[Saved data entries]
──────────────────────────────

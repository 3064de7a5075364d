pub mod server;

pub use server::{build_app, ProxyServer, ServerState};
//! # Error Handling Module
//!
//! This module defines the error types used by the cache proxy using the `thiserror` crate.
//!
//! There are two families of errors:
//!
//! - [`ProxyError`] covers everything outside a single request's forward attempt:
//!   configuration, startup, I/O and server failures. These are the errors `main`
//!   propagates with `?`.
//! - [`ForwardError`] covers the three ways forwarding a cache miss can fail. These
//!   never propagate past the proxy handler; each one is turned into a response with a
//!   status code and a diagnostic log line, and none of them creates a cache entry.
//!
//! ## Status mapping for forward failures
//! | Variant               | Status |
//! |-----------------------|--------|
//! | `RequestConstruction` | 400    |
//! | `UpstreamDispatch`    | 502    |
//! | `ResponseRead`        | 500    |

use axum::http::StatusCode;
use serde_json::json;
use thiserror::Error;

/// Main result type used throughout the proxy
pub type ProxyResult<T> = Result<T, ProxyError>;

/// Errors raised while configuring, starting or running the proxy
#[derive(Debug, Error, Clone)]
pub enum ProxyError {
    /// Configuration-related errors (invalid config, missing target, etc.)
    #[error("Configuration error: {message}")]
    Configuration { message: String },

    /// Listener and serving failures
    #[error("Server error: {message}")]
    Server { message: String },

    /// I/O errors (config file reads, socket binding, etc.)
    #[error("I/O error: {message}")]
    Io { message: String },

    /// YAML parsing errors for configuration files
    #[error("YAML error: {message}")]
    Yaml { message: String },

    /// Observability setup errors (subscriber or exporter installation)
    #[error("Observability error: {message}")]
    Observability { message: String },
}

impl ProxyError {
    /// Create a configuration error with a custom message
    pub fn config<S: Into<String>>(message: S) -> Self {
        Self::Configuration {
            message: message.into(),
        }
    }

    /// Create a server error with a custom message
    pub fn server<S: Into<String>>(message: S) -> Self {
        Self::Server {
            message: message.into(),
        }
    }

    /// Create an observability error with a custom message
    pub fn observability<S: Into<String>>(message: S) -> Self {
        Self::Observability {
            message: message.into(),
        }
    }

    /// Stable identifier of the error kind, used as a log field
    pub fn error_type(&self) -> &'static str {
        match self {
            Self::Configuration { .. } => "configuration_error",
            Self::Server { .. } => "server_error",
            Self::Io { .. } => "io_error",
            Self::Yaml { .. } => "yaml_error",
            Self::Observability { .. } => "observability_error",
        }
    }
}

impl From<std::io::Error> for ProxyError {
    fn from(err: std::io::Error) -> Self {
        Self::Io {
            message: err.to_string(),
        }
    }
}

impl From<serde_yaml::Error> for ProxyError {
    fn from(err: serde_yaml::Error) -> Self {
        Self::Yaml {
            message: err.to_string(),
        }
    }
}

/// Failures of a single forward attempt to the upstream.
///
/// Each variant corresponds to one stage of forwarding: building the outbound
/// request, dispatching it, and reading the response body.
#[derive(Debug, Error, Clone, PartialEq, Eq)]
pub enum ForwardError {
    /// The outbound request could not be built (e.g. the target URL is invalid)
    #[error("Failed to create upstream request: {message}")]
    RequestConstruction { message: String },

    /// The upstream could not be reached or did not answer within the timeout
    #[error("Failed to forward request to {target}: {message}")]
    UpstreamDispatch { target: String, message: String },

    /// The upstream answered but its body could not be fully read
    #[error("Failed to read upstream response body: {message}")]
    ResponseRead { message: String },
}

impl ForwardError {
    pub fn construction<S: Into<String>>(message: S) -> Self {
        Self::RequestConstruction {
            message: message.into(),
        }
    }

    pub fn dispatch<T: Into<String>, S: Into<String>>(target: T, message: S) -> Self {
        Self::UpstreamDispatch {
            target: target.into(),
            message: message.into(),
        }
    }

    pub fn read<S: Into<String>>(message: S) -> Self {
        Self::ResponseRead {
            message: message.into(),
        }
    }

    /// Status code returned to the client for this failure
    pub fn status_code(&self) -> StatusCode {
        match self {
            Self::RequestConstruction { .. } => StatusCode::BAD_REQUEST,
            Self::UpstreamDispatch { .. } => StatusCode::BAD_GATEWAY,
            Self::ResponseRead { .. } => StatusCode::INTERNAL_SERVER_ERROR,
        }
    }

    /// Stable identifier used in logs, metric labels and error bodies
    pub fn error_type(&self) -> &'static str {
        match self {
            Self::RequestConstruction { .. } => "request_construction_error",
            Self::UpstreamDispatch { .. } => "upstream_dispatch_error",
            Self::ResponseRead { .. } => "response_read_error",
        }
    }
}

/// JSON body shared by every error response the proxy generates itself
pub fn error_body(status: StatusCode, message: &str, error_type: &str) -> serde_json::Value {
    json!({
        "error": {
            "code": status.as_u16(),
            "message": message,
            "type": error_type,
        }
    })
}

──────────────────────────────

## Exercise requirements
Extract each line from the entries above that contains the string "Clone".

## Response to the exercise
#[derive(Debug, Error, Clone)]
#[derive(Debug, Error, Clone, PartialEq, Eq)]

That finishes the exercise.